Kaccāna set out accompanied by seven other courtiers. When they met the Master, he taught them the Dhamma, and at the end of the discourse Kaccāna and his seven companions all attained Arahantship together with the four analytical knowledges (paṭisambhidā-ñāna). The Buddha granted them ordination simply by welcoming them into the Saṁgha with the words, "Come, bhikkhus."
The new bhikkhu, now the Venerable Mahā Kaccāna, then began to praise the splendors of Ujjeni to the Buddha. The Master realized that his new disciple wanted him to travel to his native land, but he replied that it would be sufficient for Kaccāna to go himself, as he was already capable of teaching the Dhamma and of inspiring confidence in King Candapajjota.

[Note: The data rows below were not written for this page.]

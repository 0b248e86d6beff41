use super::input::read_inputs;
use anyhow::{Context, Result};
use datumshift_core::{Datum, GeoPoint, transform};
use log::info;
use std::io::{BufRead, Write};

#[derive(clap::Args, Debug)]
#[command(disable_version_flag = true)]
pub struct Subcommand {
	/// datum of the input points
	#[arg(long, short, value_enum, display_order = 1)]
	from: Datum,

	/// datum of the output points
	#[arg(long, short, value_enum, display_order = 1)]
	to: Datum,

	/// round the output to this many decimals
	#[arg(long, short, value_name = "int", display_order = 2)]
	decimals: Option<usize>,

	/// points as "lng,lat"
	/// if none are given, points are read from stdin, one per line
	#[arg(value_name = "POINT", allow_hyphen_values = true, verbatim_doc_comment)]
	points: Vec<String>,
}

pub fn run(arguments: &Subcommand) -> Result<()> {
	let stdin = std::io::stdin();
	let stdout = std::io::stdout();
	convert(arguments, stdin.lock(), &mut stdout.lock())
}

fn format_point(point: GeoPoint, decimals: Option<usize>) -> String {
	match decimals {
		Some(d) => format!("{:.d$},{:.d$}", point.lng, point.lat),
		None => format!("{},{}", point.lng, point.lat),
	}
}

pub fn convert(arguments: &Subcommand, reader: impl BufRead, writer: &mut impl Write) -> Result<()> {
	let inputs = read_inputs(&arguments.points, reader)?;

	for input in &inputs {
		let point: GeoPoint = input
			.value
			.parse()
			.with_context(|| format!("Invalid point in {}", input.origin))?;
		let result = transform(point, arguments.from, arguments.to);
		writeln!(writer, "{}", format_point(result, arguments.decimals))?;
	}
	writer.flush()?;

	info!(
		"converted {} points from {} to {}",
		inputs.len(),
		arguments.from,
		arguments.to
	);
	Ok(())
}

#[cfg(test)]
mod tests {
	use super::*;
	use rstest::rstest;

	fn subcommand(from: Datum, to: Datum, decimals: Option<usize>, points: &[&str]) -> Subcommand {
		Subcommand {
			from,
			to,
			decimals,
			points: points.iter().map(|p| (*p).to_string()).collect(),
		}
	}

	fn output(arguments: &Subcommand, stdin: &str) -> Result<String> {
		let mut buffer = Vec::new();
		convert(arguments, stdin.as_bytes(), &mut buffer)?;
		Ok(String::from_utf8(buffer)?)
	}

	#[rstest]
	#[case(Datum::Wgs84, Datum::Gcj02, "116.410244,39.916404\n")]
	#[case(Datum::Gcj02, Datum::Bd09, "116.410369,39.921337\n")]
	#[case(Datum::Wgs84, Datum::Bd09, "116.416627,39.922700\n")]
	#[case(Datum::Bd09, Datum::Bd09, "116.404000,39.915000\n")]
	fn convert_arguments(#[case] from: Datum, #[case] to: Datum, #[case] expected: &str) -> Result<()> {
		let arguments = subcommand(from, to, Some(6), &["116.404,39.915"]);
		assert_eq!(output(&arguments, "")?, expected);
		Ok(())
	}

	#[test]
	fn full_precision_by_default() -> Result<()> {
		let arguments = subcommand(Datum::Wgs84, Datum::Gcj02, None, &["13.4,52.5"]);
		assert_eq!(output(&arguments, "")?, "13.4,52.5\n");
		Ok(())
	}

	#[test]
	fn convert_stdin() -> Result<()> {
		let arguments = subcommand(Datum::Wgs84, Datum::Gcj02, Some(3), &[]);
		let result = output(&arguments, "# header\n0,0\n116.404,39.915\n")?;
		assert_eq!(result, "0.000,0.000\n116.410,39.916\n");
		Ok(())
	}

	#[test]
	fn invalid_point_names_origin() {
		let arguments = subcommand(Datum::Wgs84, Datum::Gcj02, None, &[]);
		let error = output(&arguments, "1,2\n\nfoo\n").unwrap_err();
		assert_eq!(error.to_string(), "Invalid point in line 3");
		assert_eq!(
			format!("{:#}", error),
			"Invalid point in line 3: Failed to parse point 'foo' as lng,lat: expected 2 comma-separated values, found 1"
		);
	}
}
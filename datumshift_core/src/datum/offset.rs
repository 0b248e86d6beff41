use std::f64::consts::PI;

/// Semi-major axis of the Krasovsky 1940 ellipsoid used by GCJ-02, in meters.
const RADIUS: f64 = 6378245.0;
/// First eccentricity squared of the same ellipsoid.
const EE: f64 = 0.00669342162296594323;

/// The `(d_lng, d_lat)` perturbation, in degrees, that turns a WGS84 point
/// into GCJ-02.
#[derive(Debug, Clone, Copy, PartialEq)]
pub struct Offset {
	pub d_lng: f64,
	pub d_lat: f64,
}

/// Sine terms shared by both series: frequencies 6π and 2π in `x`.
fn base_harmonics(x: f64) -> f64 {
	(20.0 * (6.0 * x * PI).sin() + 20.0 * (2.0 * x * PI).sin()) * 2.0 / 3.0
}

fn raw_lng(x: f64, y: f64) -> f64 {
	let mut ret = 300.0 + x + 2.0 * y + 0.1 * x * x + 0.1 * x * y + 0.1 * x.abs().sqrt();
	ret += base_harmonics(x);
	ret += (20.0 * (x * PI).sin() + 40.0 * (x / 3.0 * PI).sin()) * 2.0 / 3.0;
	ret += (150.0 * (x / 12.0 * PI).sin() + 300.0 * (x / 30.0 * PI).sin()) * 2.0 / 3.0;
	ret
}

fn raw_lat(x: f64, y: f64) -> f64 {
	let mut ret = -100.0 + 2.0 * x + 3.0 * y + 0.2 * y * y + 0.1 * x * y + 0.2 * x.abs().sqrt();
	ret += base_harmonics(x);
	ret += (20.0 * (y * PI).sin() + 40.0 * (y / 3.0 * PI).sin()) * 2.0 / 3.0;
	ret += (160.0 * (y / 12.0 * PI).sin() + 320.0 * (y * PI / 30.0).sin()) * 2.0 / 3.0;
	ret
}

/// Computes the GCJ-02 offset for a WGS84 point.
///
/// The raw series are evaluated at `x = lng - 105`, `y = lat - 35` and then
/// scaled from meters to degrees with the meridian and prime-vertical radii of
/// curvature at `lat`. The region gate is *not* applied here; callers decide
/// whether the offset is used.
///
/// # Examples
/// ```
/// use datumshift_core::compute_offset;
///
/// let offset = compute_offset(116.404, 39.915);
/// assert!((offset.d_lng - 0.006244).abs() < 1e-6);
/// assert!((offset.d_lat - 0.001404).abs() < 1e-6);
/// ```
pub fn compute_offset(lng: f64, lat: f64) -> Offset {
	let x = lng - 105.0;
	let y = lat - 35.0;
	let d_lng = raw_lng(x, y);
	let d_lat = raw_lat(x, y);

	let rad_lat = lat / 180.0 * PI;
	let sin_lat = rad_lat.sin();
	let magic = 1.0 - EE * sin_lat * sin_lat;
	let sqrt_magic = magic.sqrt();

	Offset {
		d_lng: (d_lng * 180.0) / ((RADIUS / sqrt_magic) * rad_lat.cos() * PI),
		d_lat: (d_lat * 180.0) / ((RADIUS * (1.0 - EE) / (magic * sqrt_magic)) * PI),
	}
}
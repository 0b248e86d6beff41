use anyhow::{Context, Result};
use log::debug;
use std::io::BufRead;

/// A raw value from the command line or stdin, with its origin for error messages.
#[derive(Debug, PartialEq)]
pub struct Input {
	pub value: String,
	pub origin: String,
}

/// Returns `values` if any were given on the command line, otherwise reads
/// one value per line from `reader`. Blank lines and `#` comments are skipped.
pub fn read_inputs(values: &[String], reader: impl BufRead) -> Result<Vec<Input>> {
	if !values.is_empty() {
		return Ok(values
			.iter()
			.enumerate()
			.map(|(index, value)| Input {
				value: value.trim().to_string(),
				origin: format!("argument {}", index + 1),
			})
			.collect());
	}

	debug!("no values on the command line, reading stdin");
	let mut inputs = Vec::new();
	for (index, line) in reader.lines().enumerate() {
		let line = line.with_context(|| format!("Failed to read line {} from stdin", index + 1))?;
		let value = line.trim();
		if value.is_empty() || value.starts_with('#') {
			continue;
		}
		inputs.push(Input {
			value: value.to_string(),
			origin: format!("line {}", index + 1),
		});
	}
	debug!("read {} values from stdin", inputs.len());
	Ok(inputs)
}
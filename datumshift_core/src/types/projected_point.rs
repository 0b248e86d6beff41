use super::parse_values;
use anyhow::{Context, Result};
use std::{fmt::Debug, str::FromStr};

/// A position in spherical Web Mercator meters (EPSG:3857).
#[derive(Clone, Copy, PartialEq, Default)]
pub struct ProjectedPoint {
	/// Easting in meters.
	pub x: f64,
	/// Northing in meters.
	pub y: f64,
}

impl ProjectedPoint {
	pub fn new(x: f64, y: f64) -> ProjectedPoint {
		ProjectedPoint { x, y }
	}

	#[must_use]
	pub fn as_tuple(&self) -> (f64, f64) {
		(self.x, self.y)
	}
}

impl Debug for ProjectedPoint {
	fn fmt(&self, f: &mut std::fmt::Formatter<'_>) -> std::fmt::Result {
		write!(f, "ProjectedPoint({}, {})", self.x, self.y)
	}
}

impl From<(f64, f64)> for ProjectedPoint {
	fn from((x, y): (f64, f64)) -> Self {
		ProjectedPoint { x, y }
	}
}

impl From<ProjectedPoint> for (f64, f64) {
	fn from(point: ProjectedPoint) -> Self {
		point.as_tuple()
	}
}

impl FromStr for ProjectedPoint {
	type Err = anyhow::Error;

	fn from_str(s: &str) -> Result<Self> {
		let [x, y] = parse_values::<2>(s).with_context(|| format!("Failed to parse point '{s}' as x,y"))?;
		Ok(ProjectedPoint { x, y })
	}
}
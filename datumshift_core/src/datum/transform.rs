use super::{bd09_to_gcj02, bd09_to_wgs84, gcj02_to_bd09, gcj02_to_wgs84, wgs84_to_bd09, wgs84_to_gcj02};
use crate::{Datum, GeoPoint};
use log::trace;

/// Returns the point converter for a pair of datums, or `None` if `from == to`.
pub fn converter(from: Datum, to: Datum) -> Option<fn(f64, f64) -> GeoPoint> {
	use Datum::*;
	match (from, to) {
		(Wgs84, Gcj02) => Some(wgs84_to_gcj02),
		(Gcj02, Wgs84) => Some(gcj02_to_wgs84),
		(Gcj02, Bd09) => Some(gcj02_to_bd09),
		(Bd09, Gcj02) => Some(bd09_to_gcj02),
		(Wgs84, Bd09) => Some(wgs84_to_bd09),
		(Bd09, Wgs84) => Some(bd09_to_wgs84),
		(Wgs84, Wgs84) | (Gcj02, Gcj02) | (Bd09, Bd09) => None,
	}
}

/// Converts `point` from one datum to another.
///
/// Identical datums return the point unchanged. Conversions towards WGS84
/// are approximate, see [`gcj02_to_wgs84`].
///
/// # Examples
/// ```
/// use datumshift_core::{Datum, GeoPoint, transform, wgs84_to_bd09};
///
/// let point = GeoPoint::new(116.404, 39.915);
/// assert_eq!(transform(point, Datum::Wgs84, Datum::Bd09), wgs84_to_bd09(116.404, 39.915));
/// assert_eq!(transform(point, Datum::Gcj02, Datum::Gcj02), point);
/// ```
pub fn transform(point: GeoPoint, from: Datum, to: Datum) -> GeoPoint {
	match converter(from, to) {
		Some(convert) => {
			let result = convert(point.lng, point.lat);
			trace!("{from} -> {to}: {point:?} => {result:?}");
			result
		}
		None => point,
	}
}

#[cfg(test)]
mod tests {
	use super::*;
	use rstest::rstest;

	const POINT: GeoPoint = GeoPoint {
		lng: 121.4737,
		lat: 31.2304,
	};

	#[rstest]
	#[case(Datum::Wgs84, Datum::Gcj02, wgs84_to_gcj02)]
	#[case(Datum::Gcj02, Datum::Wgs84, gcj02_to_wgs84)]
	#[case(Datum::Gcj02, Datum::Bd09, gcj02_to_bd09)]
	#[case(Datum::Bd09, Datum::Gcj02, bd09_to_gcj02)]
	#[case(Datum::Wgs84, Datum::Bd09, wgs84_to_bd09)]
	#[case(Datum::Bd09, Datum::Wgs84, bd09_to_wgs84)]
	fn dispatches_to_converter(#[case] from: Datum, #[case] to: Datum, #[case] expected: fn(f64, f64) -> GeoPoint) {
		assert_eq!(transform(POINT, from, to), expected(POINT.lng, POINT.lat));
	}

	#[rstest]
	#[case(Datum::Wgs84)]
	#[case(Datum::Gcj02)]
	#[case(Datum::Bd09)]
	fn same_datum_is_identity(#[case] datum: Datum) {
		assert!(converter(datum, datum).is_none());
		assert_eq!(transform(POINT, datum, datum), POINT);
	}

	#[test]
	fn chained_equals_direct() {
		let gcj = transform(POINT, Datum::Wgs84, Datum::Gcj02);
		let bd = transform(gcj, Datum::Gcj02, Datum::Bd09);
		assert_eq!(bd, transform(POINT, Datum::Wgs84, Datum::Bd09));
	}
}
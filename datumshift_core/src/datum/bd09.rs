use super::{gcj02_to_wgs84, wgs84_to_gcj02};
use crate::GeoPoint;
use std::f64::consts::PI;

const X_PI: f64 = PI * 3000.0 / 180.0;

/// Converts a GCJ-02 point to BD-09.
///
/// A closed-form polar shift with no region gate: every input is moved,
/// including points far outside China.
///
/// # Examples
/// ```
/// use datumshift_core::gcj02_to_bd09;
///
/// let bd = gcj02_to_bd09(116.404, 39.915);
/// assert!((bd.lng - 116.410369).abs() < 1e-6);
/// assert!((bd.lat - 39.921337).abs() < 1e-6);
/// ```
pub fn gcj02_to_bd09(lng: f64, lat: f64) -> GeoPoint {
	let z = (lng * lng + lat * lat).sqrt() + 0.00002 * (lat * X_PI).sin();
	let theta = lat.atan2(lng) + 0.000003 * (lng * X_PI).cos();
	GeoPoint::new(z * theta.cos() + 0.0065, z * theta.sin() + 0.006)
}

/// Converts a BD-09 point to GCJ-02.
///
/// Solves the same polar system as [`gcj02_to_bd09`] in reverse. The small
/// correction terms are evaluated at the BD-09 side, so a round trip is
/// accurate to about 2e-6 degrees rather than exact.
pub fn bd09_to_gcj02(lng: f64, lat: f64) -> GeoPoint {
	let x = lng - 0.0065;
	let y = lat - 0.006;
	let z = (x * x + y * y).sqrt() - 0.00002 * (y * X_PI).sin();
	let theta = y.atan2(x) - 0.000003 * (x * X_PI).cos();
	GeoPoint::new(z * theta.cos(), z * theta.sin())
}

/// Converts a WGS84 point to BD-09 via GCJ-02.
pub fn wgs84_to_bd09(lng: f64, lat: f64) -> GeoPoint {
	let gcj = wgs84_to_gcj02(lng, lat);
	gcj02_to_bd09(gcj.lng, gcj.lat)
}

/// Converts a BD-09 point to WGS84 via GCJ-02.
///
/// Doubly approximate: it inherits the residual of [`bd09_to_gcj02`] and the
/// first-order inverse of [`gcj02_to_wgs84`].
pub fn bd09_to_wgs84(lng: f64, lat: f64) -> GeoPoint {
	let gcj = bd09_to_gcj02(lng, lat);
	gcj02_to_wgs84(gcj.lng, gcj.lat)
}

In the course of their return journey the party of monks arrived at a town named Telapanali, where they stopped to gather alms. In that town lived two maidens, merchants' daughters of different families. One girl was beautiful, with lovely long hair, but both her parents had expired and she lived in poverty, looked after by her governess. The other girl was wealthy, but was afflicted with an illness that had caused her to lose her hair. Repeatedly she had tried to persuade the poor girl to sell her hair so she could make a wig but the poor girl had consistently refused.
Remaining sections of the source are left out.